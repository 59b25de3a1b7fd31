//! Sales Aggregator
//!
//! Derives today/month/total statistics from the persisted orders. Pure and
//! read-only: callers load the orders and hand in the reference instant.
//! Cancelled orders are excluded from every aggregate (fixed business rule).

use chrono::{DateTime, Datelike, Local, NaiveDate, NaiveTime, TimeZone, Utc};
use rust_decimal::prelude::*;
use serde::Serialize;

use shared::order::OrderStatus;

use crate::db::models::Order;

/// Count and revenue for one time window
#[derive(Debug, Clone, Serialize, PartialEq)]
pub struct SalesBucket {
    pub orders: usize,
    pub revenue: f64,
}

/// All-time totals (count only, matching the admin dashboard)
#[derive(Debug, Clone, Serialize, PartialEq)]
pub struct OrderTotals {
    pub orders: usize,
}

/// Orders per status
#[derive(Debug, Clone, Serialize, PartialEq)]
pub struct StatusCount {
    pub status: OrderStatus,
    pub count: usize,
}

/// Full sales statistics payload
#[derive(Debug, Clone, Serialize)]
#[serde(rename_all = "camelCase")]
pub struct SalesStats {
    pub today: SalesBucket,
    pub month: SalesBucket,
    pub total: OrderTotals,
    pub by_status: Vec<StatusCount>,
}

/// Start of the given local date, in UTC
fn day_start_utc(date: NaiveDate, fallback: DateTime<Local>) -> DateTime<Utc> {
    let midnight = date.and_time(NaiveTime::MIN);
    Local
        .from_local_datetime(&midnight)
        .earliest()
        .map(|dt| dt.with_timezone(&Utc))
        .unwrap_or_else(|| fallback.with_timezone(&Utc))
}

/// Compute sales statistics over the given orders at the reference instant
pub fn compute(orders: &[Order], now: DateTime<Local>) -> SalesStats {
    let today = now.date_naive();
    let today_start = day_start_utc(today, now);
    let month_start = day_start_utc(today.with_day(1).unwrap_or(today), now);

    let mut today_bucket = (0usize, Decimal::ZERO);
    let mut month_bucket = (0usize, Decimal::ZERO);
    let mut total_orders = 0usize;
    let mut status_counts = [0usize; OrderStatus::SEQUENCE.len()];

    for order in orders {
        if order.order_status == OrderStatus::Cancelled {
            continue;
        }

        total_orders += 1;
        if let Some(idx) = OrderStatus::SEQUENCE
            .iter()
            .position(|s| *s == order.order_status)
        {
            status_counts[idx] += 1;
        }

        let revenue = Decimal::from_f64(order.total).unwrap_or_default();
        if order.created_at >= month_start {
            month_bucket.0 += 1;
            month_bucket.1 += revenue;
        }
        if order.created_at >= today_start {
            today_bucket.0 += 1;
            today_bucket.1 += revenue;
        }
    }

    let by_status = OrderStatus::SEQUENCE
        .iter()
        .zip(status_counts)
        .filter(|(_, count)| *count > 0)
        .map(|(status, count)| StatusCount {
            status: *status,
            count,
        })
        .collect();

    SalesStats {
        today: SalesBucket {
            orders: today_bucket.0,
            revenue: today_bucket.1.to_f64().unwrap_or_default(),
        },
        month: SalesBucket {
            orders: month_bucket.0,
            revenue: month_bucket.1.to_f64().unwrap_or_default(),
        },
        total: OrderTotals {
            orders: total_orders,
        },
        by_status,
    }
}

#[cfg(test)]
mod tests {
    use super::*;
    use shared::order::{Customer, DeliveryType, PaymentMethod, PaymentStatus};

    fn order_at(status: OrderStatus, total: f64, created_at: DateTime<Local>) -> Order {
        Order {
            id: None,
            order_number: "RFL000001".to_string(),
            customer: Customer {
                name: "Maria".to_string(),
                email: None,
                phone: "11 99999-0000".to_string(),
                address: None,
            },
            items: Vec::new(),
            total,
            delivery_fee: 5.0,
            delivery_type: DeliveryType::Delivery,
            payment_method: PaymentMethod::Pix,
            payment_status: PaymentStatus::Pending,
            order_status: status,
            qr_code: None,
            estimated_delivery_time: created_at.with_timezone(&Utc),
            created_at: created_at.with_timezone(&Utc),
            delivered_at: None,
            cancelled_at: None,
            cancellation_reason: None,
            notes: None,
            status_history: Vec::new(),
        }
    }

    fn local(y: i32, m: u32, d: u32, h: u32) -> DateTime<Local> {
        Local
            .with_ymd_and_hms(y, m, d, h, 0, 0)
            .single()
            .expect("valid test datetime")
    }

    #[test]
    fn empty_order_set_yields_zeros() {
        let stats = compute(&[], local(2026, 6, 15, 12));

        assert_eq!(stats.today, SalesBucket { orders: 0, revenue: 0.0 });
        assert_eq!(stats.month, SalesBucket { orders: 0, revenue: 0.0 });
        assert_eq!(stats.total.orders, 0);
        assert!(stats.by_status.is_empty());
    }

    #[test]
    fn cancelled_orders_are_excluded_everywhere() {
        let now = local(2026, 6, 15, 12);
        let orders = vec![
            order_at(OrderStatus::Delivered, 20.0, local(2026, 6, 15, 9)),
            order_at(OrderStatus::Cancelled, 999.0, local(2026, 6, 15, 10)),
        ];

        let stats = compute(&orders, now);
        assert_eq!(stats.total.orders, 1);
        assert_eq!(stats.today, SalesBucket { orders: 1, revenue: 20.0 });
        assert_eq!(stats.month, SalesBucket { orders: 1, revenue: 20.0 });
        assert!(stats.by_status.iter().all(|s| s.status != OrderStatus::Cancelled));
    }

    #[test]
    fn buckets_split_on_local_midnight_and_month_start() {
        let now = local(2026, 6, 15, 12);
        let orders = vec![
            // today
            order_at(OrderStatus::Pending, 30.0, local(2026, 6, 15, 0)),
            // this month, before today
            order_at(OrderStatus::Delivered, 50.0, local(2026, 6, 3, 18)),
            // previous month
            order_at(OrderStatus::Delivered, 70.0, local(2026, 5, 20, 18)),
        ];

        let stats = compute(&orders, now);
        assert_eq!(stats.today, SalesBucket { orders: 1, revenue: 30.0 });
        assert_eq!(stats.month, SalesBucket { orders: 2, revenue: 80.0 });
        assert_eq!(stats.total.orders, 3);
    }

    #[test]
    fn by_status_groups_non_cancelled_orders() {
        let now = local(2026, 6, 15, 12);
        let orders = vec![
            order_at(OrderStatus::Pending, 10.0, local(2026, 6, 15, 8)),
            order_at(OrderStatus::Pending, 10.0, local(2026, 6, 15, 9)),
            order_at(OrderStatus::Preparing, 10.0, local(2026, 6, 15, 10)),
            order_at(OrderStatus::Cancelled, 10.0, local(2026, 6, 15, 11)),
        ];

        let stats = compute(&orders, now);
        assert_eq!(
            stats.by_status,
            vec![
                StatusCount { status: OrderStatus::Pending, count: 2 },
                StatusCount { status: OrderStatus::Preparing, count: 1 },
            ]
        );
    }

    #[test]
    fn revenue_sums_exactly_despite_float_totals() {
        let now = local(2026, 6, 15, 12);
        let orders = vec![
            order_at(OrderStatus::Delivered, 18.90, local(2026, 6, 15, 8)),
            order_at(OrderStatus::Delivered, 23.90, local(2026, 6, 15, 9)),
            order_at(OrderStatus::Delivered, 0.30, local(2026, 6, 15, 10)),
        ];

        let stats = compute(&orders, now);
        assert_eq!(stats.today.revenue, 43.10);
    }
}
//! Order domain vocabulary
//!
//! Status state machine, payment/delivery enums and customer types shared
//! between the server and any future client crates.

use chrono::{DateTime, Utc};
use serde::{Deserialize, Serialize};

/// Order status
///
/// Progression is monotonic forward through [`OrderStatus::SEQUENCE`];
/// `Cancelled` is reachable from any non-terminal state and irreversible.
#[derive(Debug, Clone, Copy, Serialize, Deserialize, PartialEq, Eq, Hash)]
#[serde(rename_all = "lowercase")]
pub enum OrderStatus {
    Pending,
    Confirmed,
    Preparing,
    Ready,
    Delivering,
    Delivered,
    Cancelled,
}

impl OrderStatus {
    /// The happy-path progression, in order
    pub const SEQUENCE: [OrderStatus; 6] = [
        OrderStatus::Pending,
        OrderStatus::Confirmed,
        OrderStatus::Preparing,
        OrderStatus::Ready,
        OrderStatus::Delivering,
        OrderStatus::Delivered,
    ];

    /// Position within the forward sequence; `None` for `Cancelled`
    fn position(self) -> Option<usize> {
        Self::SEQUENCE.iter().position(|s| *s == self)
    }

    /// Terminal states accept no further transitions
    pub fn is_terminal(self) -> bool {
        matches!(self, OrderStatus::Delivered | OrderStatus::Cancelled)
    }

    /// Whether a transition from `self` to `next` is allowed
    ///
    /// Forward moves along the sequence (skipping ahead included) and
    /// cancellation of any non-terminal order. Everything else is rejected.
    pub fn can_transition_to(self, next: OrderStatus) -> bool {
        if self.is_terminal() {
            return false;
        }
        if next == OrderStatus::Cancelled {
            return true;
        }
        match (self.position(), next.position()) {
            (Some(from), Some(to)) => to > from,
            _ => false,
        }
    }

    /// Lowercase wire name, matching the serde representation
    pub fn as_str(self) -> &'static str {
        match self {
            OrderStatus::Pending => "pending",
            OrderStatus::Confirmed => "confirmed",
            OrderStatus::Preparing => "preparing",
            OrderStatus::Ready => "ready",
            OrderStatus::Delivering => "delivering",
            OrderStatus::Delivered => "delivered",
            OrderStatus::Cancelled => "cancelled",
        }
    }
}

impl std::fmt::Display for OrderStatus {
    fn fmt(&self, f: &mut std::fmt::Formatter<'_>) -> std::fmt::Result {
        f.write_str(self.as_str())
    }
}

/// How the order leaves the counter
#[derive(Debug, Clone, Copy, Serialize, Deserialize, PartialEq, Eq)]
#[serde(rename_all = "kebab-case")]
pub enum DeliveryType {
    Delivery,
    Pickup,
    DineIn,
}

impl Default for DeliveryType {
    fn default() -> Self {
        DeliveryType::Delivery
    }
}

/// Accepted payment methods
#[derive(Debug, Clone, Copy, Serialize, Deserialize, PartialEq, Eq)]
#[serde(rename_all = "lowercase")]
pub enum PaymentMethod {
    Card,
    Pix,
    Cash,
}

/// Payment settlement state
#[derive(Debug, Clone, Copy, Serialize, Deserialize, PartialEq, Eq)]
#[serde(rename_all = "lowercase")]
pub enum PaymentStatus {
    Pending,
    Paid,
    Failed,
    Refunded,
}

/// Delivery address (all fields optional)
#[derive(Debug, Clone, Default, Serialize, Deserialize)]
#[serde(rename_all = "camelCase")]
pub struct Address {
    #[serde(default, skip_serializing_if = "Option::is_none")]
    pub street: Option<String>,
    #[serde(default, skip_serializing_if = "Option::is_none")]
    pub number: Option<String>,
    #[serde(default, skip_serializing_if = "Option::is_none")]
    pub complement: Option<String>,
    #[serde(default, skip_serializing_if = "Option::is_none")]
    pub neighborhood: Option<String>,
    #[serde(default, skip_serializing_if = "Option::is_none")]
    pub city: Option<String>,
    #[serde(default, skip_serializing_if = "Option::is_none")]
    pub state: Option<String>,
    #[serde(default, skip_serializing_if = "Option::is_none")]
    pub zip_code: Option<String>,
}

/// Customer identification captured at checkout
#[derive(Debug, Clone, Serialize, Deserialize)]
#[serde(rename_all = "camelCase")]
pub struct Customer {
    pub name: String,
    #[serde(default, skip_serializing_if = "Option::is_none")]
    pub email: Option<String>,
    pub phone: String,
    #[serde(default, skip_serializing_if = "Option::is_none")]
    pub address: Option<Address>,
}

/// One entry in the append-only status audit trail
#[derive(Debug, Clone, Serialize, Deserialize)]
#[serde(rename_all = "camelCase")]
pub struct StatusHistoryEntry {
    pub status: OrderStatus,
    pub timestamp: DateTime<Utc>,
    pub actor: String,
    pub notified: bool,
}

impl StatusHistoryEntry {
    pub fn new(status: OrderStatus, actor: impl Into<String>) -> Self {
        Self {
            status,
            timestamp: Utc::now(),
            actor: actor.into(),
            notified: false,
        }
    }
}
= = = = =
_Your instructions:_
Within the data above, pick out all lines holding the word "Confirmed".

_Problem solution:_
    Confirmed,
        OrderStatus::Confirmed,
            OrderStatus::Confirmed => "confirmed",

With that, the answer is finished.